[Opening The input section]

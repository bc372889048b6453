//! PROXY protocol v1 header generation.
//!
//! The header is prepended to every upstream connection so the upstream can
//! learn the original client address.
//!
//! Wire format (from HAProxy PROXY protocol spec, section 2.1):
//!
//! ```text
//! PROXY TCP4 <src-ip> <dst-ip> <src-port> <dst-port>\r\n
//! ```
//!
//! ASCII, a single line, at most 107 bytes including the CRLF.

use std::fmt;
use std::net::{IpAddr, Ipv4Addr, Ipv6Addr, SocketAddr};

use thiserror::Error;

/// Every v1 header starts with this token.
const PROXY_V1_PREFIX: &str = "PROXY";

/// Line terminator.
const PROXY_V1_TERMINATOR: &[u8] = b"\r\n";

/// Longest possible v1 line (TCP6 with maximal addresses), CRLF included.
pub const PROXY_V1_MAX_LEN: usize = 107;

/// Protocol family token of a v1 header.
#[derive(Debug, Clone, Copy, PartialEq, Eq)]
pub enum AddressFamily {
    /// TCP over IPv4.
    Tcp4,
    /// TCP over IPv6.
    Tcp6,
}

impl AddressFamily {
    pub fn as_str(&self) -> &'static str {
        match self {
            AddressFamily::Tcp4 => "TCP4",
            AddressFamily::Tcp6 => "TCP6",
        }
    }

    fn parse_ip(&self, addr: &str) -> Result<IpAddr, ProxyHeaderError> {
        let parsed = match self {
            AddressFamily::Tcp4 => addr.parse::<Ipv4Addr>().ok().map(IpAddr::V4),
            AddressFamily::Tcp6 => addr.parse::<Ipv6Addr>().ok().map(IpAddr::V6),
        };
        parsed.ok_or_else(|| ProxyHeaderError::InvalidAddress {
            family: *self,
            addr: addr.to_string(),
        })
    }
}

impl fmt::Display for AddressFamily {
    fn fmt(&self, f: &mut fmt::Formatter<'_>) -> fmt::Result {
        f.write_str(self.as_str())
    }
}

/// Errors raised while building a PROXY header.
#[derive(Debug, Clone, Error, PartialEq, Eq)]
pub enum ProxyHeaderError {
    /// Address is not an IP literal of the header's family.
    #[error("invalid {family} address: {addr}")]
    InvalidAddress { family: AddressFamily, addr: String },

    /// Port is not a decimal number in 0..=65535.
    #[error("invalid port: {0:?}")]
    InvalidPort(String),

    /// Address could not be split into host and port.
    #[error("cannot split host and port: {0:?}")]
    MalformedAddress(String),

    /// Source and destination are not in the same family.
    #[error("mixed address families: {src} -> {dst}")]
    MixedFamilies { src: IpAddr, dst: IpAddr },
}

/// Render a v1 header from its textual components.
///
/// Addresses must be IP literals of `family` and ports decimal numbers;
/// anything else is rejected instead of being written to the upstream.
pub fn encode(
    family: AddressFamily,
    src_addr: &str,
    src_port: &str,
    dst_addr: &str,
    dst_port: &str,
) -> Result<Vec<u8>, ProxyHeaderError> {
    let src_ip = family.parse_ip(src_addr)?;
    let dst_ip = family.parse_ip(dst_addr)?;
    let src_port = parse_port(src_port)?;
    let dst_port = parse_port(dst_port)?;

    Ok(render(family, src_ip, dst_ip, src_port, dst_port))
}

fn render(
    family: AddressFamily,
    src_ip: IpAddr,
    dst_ip: IpAddr,
    src_port: u16,
    dst_port: u16,
) -> Vec<u8> {
    format!(
        "{} {} {} {} {} {}\r\n",
        PROXY_V1_PREFIX, family, src_ip, dst_ip, src_port, dst_port
    )
    .into_bytes()
}

fn parse_port(port: &str) -> Result<u16, ProxyHeaderError> {
    if port.is_empty() || !port.bytes().all(|b| b.is_ascii_digit()) {
        return Err(ProxyHeaderError::InvalidPort(port.to_string()));
    }
    port.parse()
        .map_err(|_| ProxyHeaderError::InvalidPort(port.to_string()))
}

/// Split `host:port` or `[v6-host]:port` into its host and numeric port.
pub fn split_host_port(addr: &str) -> Result<(&str, u16), ProxyHeaderError> {
    let malformed = || ProxyHeaderError::MalformedAddress(addr.to_string());

    let (host, port) = if let Some(rest) = addr.strip_prefix('[') {
        let (host, rest) = rest.split_once(']').ok_or_else(malformed)?;
        let port = rest.strip_prefix(':').ok_or_else(malformed)?;
        (host, port)
    } else {
        let (host, port) = addr.rsplit_once(':').ok_or_else(malformed)?;
        // Bare IPv6 literals must be bracketed.
        if host.contains(':') {
            return Err(malformed());
        }
        (host, port)
    };

    if host.is_empty() {
        return Err(malformed());
    }

    Ok((host, parse_port(port)?))
}

/// PROXY protocol v1 header for one proxied connection.
#[derive(Debug, Clone, PartialEq, Eq)]
pub struct ProxyHeaderV1 {
    /// Source (client) address.
    pub src_addr: SocketAddr,
    /// Destination (upstream) address.
    pub dst_addr: SocketAddr,
}

impl ProxyHeaderV1 {
    /// Create a new PROXY v1 header for the given connection.
    pub fn new(src_addr: SocketAddr, dst_addr: SocketAddr) -> Self {
        Self { src_addr, dst_addr }
    }

    /// Family of the header.
    ///
    /// IPv4-mapped IPv6 addresses count as IPv4. A pair that stays mixed
    /// after that is rejected.
    pub fn family(&self) -> Result<AddressFamily, ProxyHeaderError> {
        self.resolved_ips().map(|(family, _, _)| family)
    }

    /// Generate the header bytes, to be written before any relayed data.
    pub fn encode(&self) -> Result<Vec<u8>, ProxyHeaderError> {
        let (family, src_ip, dst_ip) = self.resolved_ips()?;
        Ok(render(
            family,
            src_ip,
            dst_ip,
            self.src_addr.port(),
            self.dst_addr.port(),
        ))
    }

    fn resolved_ips(&self) -> Result<(AddressFamily, IpAddr, IpAddr), ProxyHeaderError> {
        let src = unmap_ipv4(self.src_addr.ip());
        let dst = unmap_ipv4(self.dst_addr.ip());
        match (src, dst) {
            (IpAddr::V4(_), IpAddr::V4(_)) => Ok((AddressFamily::Tcp4, src, dst)),
            (IpAddr::V6(_), IpAddr::V6(_)) => Ok((AddressFamily::Tcp6, src, dst)),
            _ => Err(ProxyHeaderError::MixedFamilies { src, dst }),
        }
    }
}

/// Collapse an IPv4-mapped IPv6 address (`::ffff:a.b.c.d`) to IPv4.
fn unmap_ipv4(addr: IpAddr) -> IpAddr {
    match addr {
        IpAddr::V6(v6) => v6
            .to_ipv4_mapped()
            .map(IpAddr::V4)
            .unwrap_or(IpAddr::V6(v6)),
        v4 => v4,
    }
}

/// Parse a PROXY v1 header from the start of a buffer.
///
/// Returns the parsed header and the number of bytes consumed, or `None`
/// if the buffer doesn't start with a complete, valid TCP4/TCP6 header.
pub fn parse_proxy_v1(data: &[u8]) -> Option<(ProxyHeaderV1, usize)> {
    let window = &data[..data.len().min(PROXY_V1_MAX_LEN)];
    let end = window
        .windows(PROXY_V1_TERMINATOR.len())
        .position(|w| w == PROXY_V1_TERMINATOR)?;
    let line = std::str::from_utf8(&window[..end]).ok()?;

    let mut fields = line.split(' ');
    if fields.next()? != PROXY_V1_PREFIX {
        return None;
    }
    let family = match fields.next()? {
        "TCP4" => AddressFamily::Tcp4,
        "TCP6" => AddressFamily::Tcp6,
        _ => return None,
    };
    let src_ip = family.parse_ip(fields.next()?).ok()?;
    let dst_ip = family.parse_ip(fields.next()?).ok()?;
    let src_port = parse_port(fields.next()?).ok()?;
    let dst_port = parse_port(fields.next()?).ok()?;
    if fields.next().is_some() {
        return None;
    }

    Some((
        ProxyHeaderV1::new(
            SocketAddr::new(src_ip, src_port),
            SocketAddr::new(dst_ip, dst_port),
        ),
        end + PROXY_V1_TERMINATOR.len(),
    ))
}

[Closing The input section]

**To do:** Counting every line of the records above that has the word "CRLF", state the total and give nothing besides it.

**The completed task:** 2